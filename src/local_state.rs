//! Recovers what is already archived by reading the archive directory.
//!
//! There is no index file: every run lists the archive root afresh, so a run
//! that was interrupted is picked up by the next one. A document counts as
//! present if a file named `<digits>_<anything>.<ext>` exists; its contents
//! are not compared with the remote. Hierarchy indexes
//! (`<space>_hierarchy.<ext>`) are never documents, even when the space key
//! is all digits.

use anyhow::{Context, Result};
use std::collections::{BTreeMap, BTreeSet};
use std::path::{Path, PathBuf};
use walkdir::WalkDir;

/// One archived document found on disk.
#[derive(Debug, Clone, PartialEq, Eq)]
pub struct LocalRecord {
    pub id: String,
    pub path: PathBuf,
}

/// Stem suffix reserved for hierarchy index files.
pub const HIERARCHY_SUFFIX: &str = "_hierarchy";

pub fn is_hierarchy_file_name(name: &str, extension: &str) -> bool {
    name.strip_suffix(extension)
        .and_then(|rest| rest.strip_suffix('.'))
        .map(|stem| stem.ends_with(HIERARCHY_SUFFIX))
        .unwrap_or(false)
}

/// The leading identifier of an archived document file name, if the name
/// follows the `<id>_<title>.<ext>` convention with an all-digit id.
pub fn identifier_from_file_name(name: &str, extension: &str) -> Option<String> {
    let stem = name.strip_suffix(extension)?.strip_suffix('.')?;
    if stem.ends_with(HIERARCHY_SUFFIX) {
        return None;
    }
    let (id, _) = stem.split_once('_')?;
    if !id.is_empty() && id.chars().all(|c| c.is_ascii_digit()) {
        Some(id.to_string())
    } else {
        None
    }
}

/// List archived documents directly under `root`.
///
/// A missing root means nothing has been synced yet and yields no records.
pub fn scan_records(root: &Path, extension: &str) -> Result<Vec<LocalRecord>> {
    if !root.exists() {
        return Ok(Vec::new());
    }

    let mut records = Vec::new();
    for entry in WalkDir::new(root).min_depth(1).max_depth(1) {
        let entry =
            entry.with_context(|| format!("Failed to list archive root {}", root.display()))?;
        if !entry.file_type().is_file() {
            continue;
        }
        let name = entry.file_name().to_string_lossy();
        if let Some(id) = identifier_from_file_name(&name, extension) {
            records.push(LocalRecord {
                id,
                path: entry.path().to_path_buf(),
            });
        }
    }

    records.sort_by(|a, b| a.path.cmp(&b.path));
    Ok(records)
}

/// Archived documents grouped by identifier, read once per run.
///
/// An identifier can map to more than one file when an item was archived
/// under an earlier title by a run that stopped before cleaning up.
#[derive(Debug, Clone, Default)]
pub struct LocalIndex {
    by_id: BTreeMap<String, Vec<PathBuf>>,
}

impl LocalIndex {
    pub fn load(root: &Path, extension: &str) -> Result<Self> {
        let mut by_id: BTreeMap<String, Vec<PathBuf>> = BTreeMap::new();
        for record in scan_records(root, extension)? {
            by_id.entry(record.id).or_default().push(record.path);
        }
        Ok(Self { by_id })
    }

    pub fn ids(&self) -> BTreeSet<String> {
        self.by_id.keys().cloned().collect()
    }

    /// Files currently archived for `id`.
    pub fn paths(&self, id: &str) -> &[PathBuf] {
        self.by_id.get(id).map(|p| p.as_slice()).unwrap_or(&[])
    }

    pub fn len(&self) -> usize {
        self.by_id.len()
    }

    pub fn is_empty(&self) -> bool {
        self.by_id.is_empty()
    }
}

/// The set of identifiers already archived under `root`.
pub fn scan(root: &Path, extension: &str) -> Result<BTreeSet<String>> {
    Ok(LocalIndex::load(root, extension)?.ids())
}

##########

Try it =>
Reproduce every line of the data so that nothing differs from the original.

Exercise response =>
filename src/local_state.rs
//! Recovers what is already archived by reading the archive directory.
//!
//! There is no index file: every run lists the archive root afresh, so a run
//! that was interrupted is picked up by the next one. A document counts as
//! present if a file named `<digits>_<anything>.<ext>` exists; its contents
//! are not compared with the remote. Hierarchy indexes
//! (`<space>_hierarchy.<ext>`) are never documents, even when the space key
//! is all digits.

use anyhow::{Context, Result};
use std::collections::{BTreeMap, BTreeSet};
use std::path::{Path, PathBuf};
use walkdir::WalkDir;

/// One archived document found on disk.
#[derive(Debug, Clone, PartialEq, Eq)]
pub struct LocalRecord {
    pub id: String,
    pub path: PathBuf,
}

/// Stem suffix reserved for hierarchy index files.
pub const HIERARCHY_SUFFIX: &str = "_hierarchy";

pub fn is_hierarchy_file_name(name: &str, extension: &str) -> bool {
    name.strip_suffix(extension)
        .and_then(|rest| rest.strip_suffix('.'))
        .map(|stem| stem.ends_with(HIERARCHY_SUFFIX))
        .unwrap_or(false)
}

/// The leading identifier of an archived document file name, if the name
/// follows the `<id>_<title>.<ext>` convention with an all-digit id.
pub fn identifier_from_file_name(name: &str, extension: &str) -> Option<String> {
    let stem = name.strip_suffix(extension)?.strip_suffix('.')?;
    if stem.ends_with(HIERARCHY_SUFFIX) {
        return None;
    }
    let (id, _) = stem.split_once('_')?;
    if !id.is_empty() && id.chars().all(|c| c.is_ascii_digit()) {
        Some(id.to_string())
    } else {
        None
    }
}

/// List archived documents directly under `root`.
///
/// A missing root means nothing has been synced yet and yields no records.
pub fn scan_records(root: &Path, extension: &str) -> Result<Vec<LocalRecord>> {
    if !root.exists() {
        return Ok(Vec::new());
    }

    let mut records = Vec::new();
    for entry in WalkDir::new(root).min_depth(1).max_depth(1) {
        let entry =
            entry.with_context(|| format!("Failed to list archive root {}", root.display()))?;
        if !entry.file_type().is_file() {
            continue;
        }
        let name = entry.file_name().to_string_lossy();
        if let Some(id) = identifier_from_file_name(&name, extension) {
            records.push(LocalRecord {
                id,
                path: entry.path().to_path_buf(),
            });
        }
    }

    records.sort_by(|a, b| a.path.cmp(&b.path));
    Ok(records)
}

/// Archived documents grouped by identifier, read once per run.
///
/// An identifier can map to more than one file when an item was archived
/// under an earlier title by a run that stopped before cleaning up.
#[derive(Debug, Clone, Default)]
pub struct LocalIndex {
    by_id: BTreeMap<String, Vec<PathBuf>>,
}

impl LocalIndex {
    pub fn load(root: &Path, extension: &str) -> Result<Self> {
        let mut by_id: BTreeMap<String, Vec<PathBuf>> = BTreeMap::new();
        for record in scan_records(root, extension)? {
            by_id.entry(record.id).or_default().push(record.path);
        }
        Ok(Self { by_id })
    }

    pub fn ids(&self) -> BTreeSet<String> {
        self.by_id.keys().cloned().collect()
    }

    /// Files currently archived for `id`.
    pub fn paths(&self, id: &str) -> &[PathBuf] {
        self.by_id.get(id).map(|p| p.as_slice()).unwrap_or(&[])
    }

    pub fn len(&self) -> usize {
        self.by_id.len()
    }

    pub fn is_empty(&self) -> bool {
        self.by_id.is_empty()
    }
}

/// The set of identifiers already archived under `root`.
pub fn scan(root: &Path, extension: &str) -> Result<BTreeSet<String>> {
    Ok(LocalIndex::load(root, extension)?.ids())
}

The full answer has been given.